The zip contains source for both cloo and the demo. Inside the clooutils/bin/release there is an exe showing the issue, in one form.

Select the device to run on and select vector addition as the demo to run.

What I see is that in this demo, the kernel launch time for my AMD Radeon 7990 HD GHz edition is always very large (4.7ms)  while for my NVidia GTX 580 it is low (0.2ms).

It seems that regardless of the work the kernel does, the launch time is 4-5 ms.
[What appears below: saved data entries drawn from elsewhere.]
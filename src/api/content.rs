// SPDX-License-Identifier: AGPL-3.0-or-later
//
// Copyright (C) 2026 Relational Network

//! Content collection endpoints.
//!
//! Every handler runs behind the authorization gate; reads and writes on a
//! collection additionally require the collection's gating asset to be in
//! the caller's token snapshot.

use axum::{
    extract::{Path, State},
    http::StatusCode,
    Json,
};

use crate::{
    auth::Auth,
    error::ApiError,
    models::{AssetId, Content, CreateContentRequest, UpdateContentRequest},
    state::AppState,
};

use super::{guarded_content, parse_uuid};

/// List every collection the caller's token grants access to.
#[utoipa::path(
    get,
    path = "/api/content",
    tag = "Content",
    responses(
        (status = 200, description = "Accessible collections", body = [Content]),
        (status = 401, description = "Unauthorized")
    )
)]
pub async fn list_content(
    Auth(ctx): Auth,
    State(state): State<AppState>,
) -> Result<Json<Vec<Content>>, ApiError> {
    let content = state.db.content_by_assets(&ctx.assets)?;
    tracing::info!(address = %ctx.address, "listing accessible content");
    Ok(Json(content))
}

/// Fetch a single collection.
#[utoipa::path(
    get,
    path = "/api/content/{content_id}",
    tag = "Content",
    params(("content_id" = String, Path, description = "Collection identifier")),
    responses(
        (status = 200, description = "The collection", body = Content),
        (status = 400, description = "Content ID malformed"),
        (status = 401, description = "Token not available in wallet"),
        (status = 404, description = "Content not found")
    )
)]
pub async fn get_content(
    Auth(ctx): Auth,
    State(state): State<AppState>,
    Path(content_id): Path<String>,
) -> Result<Json<Content>, ApiError> {
    let content_id = parse_uuid(&content_id, "Content ID malformed")?;

    let content = guarded_content(&state, &ctx, &content_id)?;

    tracing::info!(address = %ctx.address, content = %content_id, "fetching content");
    Ok(Json(content))
}

/// Create a collection, claiming its gating asset.
///
/// The asset must be in the caller's token snapshot, and no other collection
/// may already claim it (first claim wins, enforced inside the store's write
/// transaction).
#[utoipa::path(
    post,
    path = "/api/content",
    tag = "Content",
    request_body = CreateContentRequest,
    responses(
        (status = 201, description = "Collection created", body = Content),
        (status = 401, description = "Token not available in wallet"),
        (status = 409, description = "Token must be unique")
    )
)]
pub async fn create_content(
    Auth(ctx): Auth,
    State(state): State<AppState>,
    Json(request): Json<CreateContentRequest>,
) -> Result<(StatusCode, Json<Content>), ApiError> {
    let asset = AssetId::from(request.asset);
    if asset.is_empty() || !ctx.holds(&asset) {
        return Err(ApiError::unauthorized("Token not available in wallet"));
    }

    let content = Content {
        id: uuid::Uuid::new_v4(),
        wallet_id: ctx.address.clone(),
        asset,
        title: request.title,
        description: request.description,
        is_public: request.is_public,
        created_at: chrono::Utc::now(),
    };

    state.db.create_content(&content)?;

    tracing::info!(address = %ctx.address, content = %content.id, "created content");
    Ok((StatusCode::CREATED, Json(content)))
}

/// Update a collection's title, description, and visibility.
#[utoipa::path(
    put,
    path = "/api/content/{content_id}",
    tag = "Content",
    params(("content_id" = String, Path, description = "Collection identifier")),
    request_body = UpdateContentRequest,
    responses(
        (status = 200, description = "Updated collection", body = Content),
        (status = 400, description = "Content ID malformed or missing title"),
        (status = 401, description = "Token not available in wallet"),
        (status = 404, description = "Content not found")
    )
)]
pub async fn update_content(
    Auth(ctx): Auth,
    State(state): State<AppState>,
    Path(content_id): Path<String>,
    Json(request): Json<UpdateContentRequest>,
) -> Result<Json<Content>, ApiError> {
    let content_id = parse_uuid(&content_id, "Content ID malformed")?;

    if request.title.is_empty() {
        return Err(ApiError::bad_request("Missing title"));
    }

    guarded_content(&state, &ctx, &content_id)?;

    let updated = state
        .db
        .update_content(&content_id, &ctx.address, &request)?
        .ok_or_else(|| ApiError::not_found("Content not found"))?;

    tracing::info!(address = %ctx.address, content = %content_id, "updated content");
    Ok(Json(updated))
}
The other thing i note is that when I time this kernel like


start timer;

commands.Execute(kernel, null, new long[] { count }, new long[] { 64 }, eventList);            


stop timer;

print elapsed time

I get an elapsed time with much greater than the time the event reports from kernel launch submit to queue to kernel completion.

I may have a result like the following for nvidia


0,01936 0,297312 1,78352 2,100192

meaning total measured time was 114ms

Time before queues on device is 0,019ms

Time before running on device is 0,297ms

Time to run kernel is 1,78 ms

The time from submitting to queue till kernel completes is 2,10ms

When using amd i get


0,016988 4,749113 1,595111 6,361212

Again the time I measure is much greater than the time the kernel event report, even though i use clFinish both before and after kernel and timing. Additionally the launchtime is not 4.74ms as opposed to nvidias 0.29ms

This problem is not exactly what I see in my actual code, but likely other issues confuses the issue. This is however publicly available code which shows opencl timing being odd in general and launchtime being very odd for amd.

One additional thing i noted is that if I change the buffer declerations I can make the problem when worse.

Currently the buffers are declared as

ComputeBuffer<double>(context, ComputeMemoryFlags.ReadOnly | ComputeMemoryFlags.CopyHostPointer, arrA);

If I change that to

ComputeBuffer<double> a = new ComputeBuffer<double>(context, ComputeMemoryFlags.ReadOnly, count);

The timing for nvidia is


0,018016 0,365472 32,480352 32,86384

and for amd


0,011928 19,886672 25,796296 45,694896

Now the time I measure is actually identical to the time the kernel event reports, but the launch time and running time is much greater.

I am really confused by this, so I home someone can at least confirm that it is not some issue on my system and additionally it would be nice to understand why this happens.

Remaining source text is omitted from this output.